A long pause. “I guess. It’s like, nobody gets it though. Alex is just all Alex and Chelsea’s so small she doesn’t even know. She thinks Mom’s at camp.”
“Camp’s as good of a story as any. Let it be camp.” “Yeah, but it can’t be camp for me. I have to know.”
“She’ll be home one day, Sarah. It’ll come faster than you think. You can visit her and write to her and call her. You can stay close to her—you just have to try. I know this is hard, but good things can still come out of it.”
She rolled her eyes. “Like what?”
“You find out a lot about yourself during times like this. You realize how resilient you are and what you’re capable of.”
“I don’t want to know any of that,” she said.
“Ha. Fair enough.” I worked quietly for a moment. “What are you going to miss the most while your mom’s gone?” I asked.
She shrugged. “I dunno. Maybe like, her cookies or something.”
“Learn to make the cookies, so everyone can still have them. Maybe you can even bring them to your mom when you visit. I bet Justin can help. He’s a really good cook. You should try what he makes.”
She looked like she didn’t believe me.
“He made me this egg salad sandwich that was, I swear to you, the best one I’ve ever eaten,” I said. “He smokes ribs, and he’s got a really good Mississippi chicken recipe. Seriously. Try it.”
She seemed to consider it. “Yeah. Maybe.”
Several minutes passed. I watched her face in the mirror, deep in thought.
“They’ll make fun of me at school,” she whispered. “’Cause my mom’s in jail.”
I nodded slowly. “They do that.” “Did they make fun of you?”
“They did.” I dragged the comb down to the ends. “My clothes were too small, my hair wasn’t brushed. There were a few weeks I had to use a men’s briefcase for a backpack because I didn’t have anything else. All my clothes were in black trash bags.”
She looked horrified.
I shuddered a little thinking about that time. I didn’t usually dredge up those memories. Of everything, the trash bags were somehow the worst part. They were so dehumanizing. It made me feel disposable. When I finally had my own money, I bought the most expensive set of luggage I could afford. It was the one thing I never skimped on, the one thing that would always be with me, no matter where I ended up. And every year I bought bags to donate to kids in foster care.
Not everything that comes out of crisis is bad. Sometimes your traumas are the reason you know how to help.
It occurred to me that’s why I knew what to say and do now. I guess I had Mom to thank.

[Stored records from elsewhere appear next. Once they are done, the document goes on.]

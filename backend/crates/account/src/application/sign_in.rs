//! Sign In Use Case
//!
//! Authenticates a user and creates a session.

use std::sync::Arc;

use crate::application::config::AccountConfig;
use crate::application::session_token::SessionTokenSigner;
use crate::domain::entity::{Session, User};
use crate::domain::repository::{SessionRepository, UserRepository};
use crate::domain::value_object::{Email, RawPassword, UserId, UserName};
use crate::error::{AccountError, AccountResult};

/// Sign in input
pub struct SignInInput {
    /// User name or email
    pub identifier: String,
    pub password: String,
    /// Remember me flag
    pub remember_me: bool,
}

/// Sign in output
#[derive(Debug)]
pub struct SignInOutput {
    /// Signed value for the session cookie
    pub session_token: String,
    pub remember_me: bool,
    pub user_id: UserId,
}

/// Look a user up by email when the identifier contains `@`, by canonical
/// user name otherwise. Malformed input is simply "not found".
pub(crate) async fn find_user_by_identifier<U>(
    user_repo: &U,
    identifier: &str,
) -> AccountResult<Option<User>>
where
    U: UserRepository,
{
    let identifier = identifier.trim();
    if identifier.contains('@') {
        match Email::new(identifier) {
            Ok(email) => user_repo.find_by_email(&email).await,
            Err(_) => Ok(None),
        }
    } else {
        user_repo
            .find_by_user_name(&UserName::canonicalize(identifier))
            .await
    }
}

/// Sign in use case
pub struct SignInUseCase<U, S>
where
    U: UserRepository,
    S: SessionRepository,
{
    user_repo: Arc<U>,
    session_repo: Arc<S>,
    config: Arc<AccountConfig>,
}

impl<U, S> SignInUseCase<U, S>
where
    U: UserRepository,
    S: SessionRepository,
{
    pub fn new(user_repo: Arc<U>, session_repo: Arc<S>, config: Arc<AccountConfig>) -> Self {
        Self {
            user_repo,
            session_repo,
            config,
        }
    }

    pub async fn execute(&self, input: SignInInput) -> AccountResult<SignInOutput> {
        if input.identifier.trim().is_empty() || input.password.is_empty() {
            return Err(AccountError::MissingFields(
                "Username/email and password are required",
            ));
        }

        let user = find_user_by_identifier(self.user_repo.as_ref(), &input.identifier)
            .await?
            .ok_or(AccountError::UserNotFound)?;

        // No policy check here: accounts may predate the current policy
        let raw_password = RawPassword::for_login(input.password);
        if !user
            .password_hash
            .verify(&raw_password, self.config.pepper())
        {
            tracing::warn!(user_id = %user.user_id, "Password mismatch");
            return Err(AccountError::InvalidPassword);
        }

        let session = Session::new(
            user.user_id,
            input.remember_me,
            self.config.session_ttl(input.remember_me),
        );
        self.session_repo.create(&session).await?;

        let session_token =
            SessionTokenSigner::new(self.config.session_secret).sign(&session.session_id)?;

        tracing::info!(
            user_id = %user.user_id,
            session_id = %session.session_id,
            remember_me = input.remember_me,
            "User signed in"
        );

        Ok(SignInOutput {
            session_token,
            remember_me: input.remember_me,
            user_id: user.user_id,
        })
    }
}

“The trick is not letting anyone see you care about anything mean they might say,” I said. “Don’t react. Don’t let them see you cry. They’ll get bored when they don’t get the reaction they want.” I wiped the comb. “And lean on your friends. It helps.”
Justin popped into the doorway. “Hey, how’s it going in here?” “Good,” I said. “Making progress.”
“I just finished Alex,” he said. “Want me to take over?” “I want Emma to do it,” Sarah said quickly.
He put his hands up. “Okay.”
His hair was tousled. “No lice.” He pointed at it. “Leigh checked me.” “Good. Did you check her?”
He paused for a second. Then he disappeared back out the door. I smiled after him. Then I saw how big I was grinning in the mirror and had to make a conscious effort to make my face straight.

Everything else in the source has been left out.